- RBA governor Michele Bullock told a conference the central bank's board "will not hesitate" to hike the cash rate if deemed necessary
- It comes as the nation learns inflation continued to moderate in the September quarter, coming in at 5.4% annually
- The RBA board will on 7 November, with November being a historically popular month to alter the rate - 14% of the time since 1990.
The tough talk came ahead of the release of September quarter CPI, which came in at 5.4% annually.
“Our focus remains on bringing inflation back to target within a reasonable timeframe, while keeping employment growing,” Ms Bullock said on Tuesday night to the Commonwealth Bank markets conference in Sydney.
“It is possible that this can be done with the cash rate at its current level but there are risks that could see inflation return to target more slowly than currently forecast.”
The RBA instigated one of its fastest hiking sprees on record in May 2022 and has since put forward a further 11 increases, bringing the cash rate to 4.10%.
Meanwhile, inflation has moderated.
The quarterly consumer price index (CPI) peaked in December 2022, having surged 7.8% over the 12 months prior.
It has since moderated to below 6%, but the latest read came ahead of expectations.
The key release is one of “several pieces of information” the board will receive prior to its next meeting.
Economists at the big four banks expected inflation to have risen by between 5.1% and 5.3% over the year to the September quarter.
While seemingly tracking lower, inflation is still notably higher than the RBA’s target of 2% to 3% annually, which the central bank previously said it expects to reach in 2025.

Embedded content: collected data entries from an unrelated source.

#![cfg(feature = "server")]
use anyhow::Context;
use dioxus::logger::tracing::{debug, error, info, warn};
use reqwest::{Client, StatusCode};
use serde::de::DeserializeOwned;
use std::error::Error as _;
use thiserror::Error;

use crate::backend::config::ServiceConfig;
use crate::shared::types::{extract_error_message, HistoryRecordDto, PredictionDto};

#[derive(Debug, Error)]
pub enum ServiceError {
    #[error("sending GET {url}: {source}")]
    Transport {
        url: String,
        #[source]
        source: reqwest::Error,
    },
    #[error("GET {url} failed with status {status}")]
    Status {
        url: String,
        status: StatusCode,
        message: Option<String>,
    },
    #[error("decoding JSON from GET {url} failed: {reason}")]
    Decode { url: String, reason: String },
}

impl ServiceError {
    /// Message the service itself put in the error body, if any.
    pub fn service_message(&self) -> Option<&str> {
        match self {
            ServiceError::Status { message, .. } => message.as_deref(),
            _ => None,
        }
    }
}

#[derive(Debug, Clone)]
pub struct PredixaClient {
    config: ServiceConfig,
    http: Client,
}

impl PredixaClient {
    pub fn new(config: &ServiceConfig) -> anyhow::Result<Self> {
        let mut builder = Client::builder();
        if let Some(t) = config.timeout {
            builder = builder.timeout(t);
        }
        let http = builder.build().context("building HTTP client")?;
        Ok(Self {
            config: config.clone(),
            http,
        })
    }

    pub fn api_base(&self) -> &str {
        &self.config.api_base
    }

    async fn get_json<T: DeserializeOwned>(
        &self,
        path: &str,
        query: &[(&str, String)],
    ) -> Result<T, ServiceError> {
        let url = self.config.url(path);
        info!("[predixa] GET {} {:?}", url, query);
        let res = match self
            .http
            .get(&url)
            .query(query)
            .header("Accept", "application/json")
            .send()
            .await
        {
            Ok(r) => r,
            Err(e) => {
                error!("[predixa] request error on GET {}: {}", url, e);
                if e.is_timeout() {
                    warn!("[predixa] hint: request timed out (see PREDIXA_TIMEOUT_SECS)");
                }
                if e.is_connect() {
                    warn!("[predixa] hint: connection failed (DNS/route/refused/TLS). Check PREDIXA_API_URL");
                }
                if e.is_builder() {
                    warn!("[predixa] hint: request build error (invalid URL)");
                }
                let mut chain = Vec::new();
                let mut src: Option<&dyn std::error::Error> = e.source();
                while let Some(s) = src {
                    chain.push(s.to_string());
                    src = s.source();
                }
                if !chain.is_empty() {
                    debug!("[predixa] error chain: {}", chain.join(" -> "));
                }
                return Err(ServiceError::Transport { url, source: e });
            }
        };

        let status = res.status();
        let bytes = res.bytes().await.map_err(|e| ServiceError::Decode {
            url: url.clone(),
            reason: format!("reading body: {e}"),
        })?;

        if !status.is_success() {
            let message = extract_error_message(&bytes);
            warn!(
                "[predixa] request failed: status={} body=\n{}",
                status,
                snippet(&bytes)
            );
            return Err(ServiceError::Status {
                url,
                status,
                message,
            });
        }

        serde_json::from_slice(&bytes).map_err(|e| {
            error!("[predixa] bad JSON from GET {}: {}\nBody snippet: {}", url, e, snippet(&bytes));
            ServiceError::Decode {
                url,
                reason: e.to_string(),
            }
        })
    }

    pub async fn predict(&self, days: i32) -> Result<PredictionDto, ServiceError> {
        self.get_json("/predict/", &[("days", days.to_string())])
            .await
    }

    /// Newest first, as the service orders it.
    pub async fn history(&self) -> Result<Vec<HistoryRecordDto>, ServiceError> {
        self.get_json("/history/", &[]).await
    }
}

fn snippet(bytes: &[u8]) -> String {
    String::from_utf8_lossy(bytes).chars().take(300).collect()
}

Ms Bullock last week warned that “global shocks” like the Israel-Palestine conflict could undermine the RBA’s efforts to constrain inflation.
While the governor’s tough stance on price stability may worry burdened borrowers, Ms Bullock did note that cash rate hikes typically take time to impact consumer spending.
“At the same time, the board is mindful that growth in demand and the rate of inflation have been moderating, and that there are long lags in the transmission of monetary policy,” she said.
Will the RBA board hike interest rates in November?
The RBA board will next meet on 7 November.
No doubt the nation will stop twice that day: Once at 2.30pm AEDT to learn of the RBA board’s decision and a second time at 3.00pm AEDT as the starting gate opens at the Melbourne Cup.
Historically, the RBA board has more often hiked at its November meeting than at that of any other month, arguably due to the quarterly CPI release and the upcoming holiday period.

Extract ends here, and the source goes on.